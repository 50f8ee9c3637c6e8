// SPDX-License-Identifier: BUSL-1.1
// Copyright (c) 2026 Alfred Jean LLC

//! POSIX shell argument quoting.
//!
//! Used wherever a value is substituted into a `sh -c` / `su - -c` command
//! string. The quoting law: the quoted form, evaluated by a POSIX shell,
//! yields the original bytes with no interpolation.

/// Quote a single argument for a POSIX shell.
///
/// Wraps in single quotes; each embedded `'` becomes `'\''` (close quote,
/// escaped quote, reopen). The empty string quotes to `''`.
pub fn escape_shell_arg(arg: &str) -> String {
    let mut quoted = String::with_capacity(arg.len() + 2);
    quoted.push('\'');
    for ch in arg.chars() {
        if ch == '\'' {
            quoted.push_str("'\\''");
        } else {
            quoted.push(ch);
        }
    }
    quoted.push('\'');
    quoted
}

/// Join a program and its arguments into one quoted shell command string.
pub fn shell_join<S: AsRef<str>>(parts: &[S]) -> String {
    parts.iter().map(|p| escape_shell_arg(p.as_ref())).collect::<Vec<_>>().join(" ")
}

#[cfg(test)]
#[path = "escape_tests.rs"]
mod tests;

◇ ◇ ◇

[Required work] Write only the number of lines in the data where the word "quotes" occurs.

[Result of the exercise] 2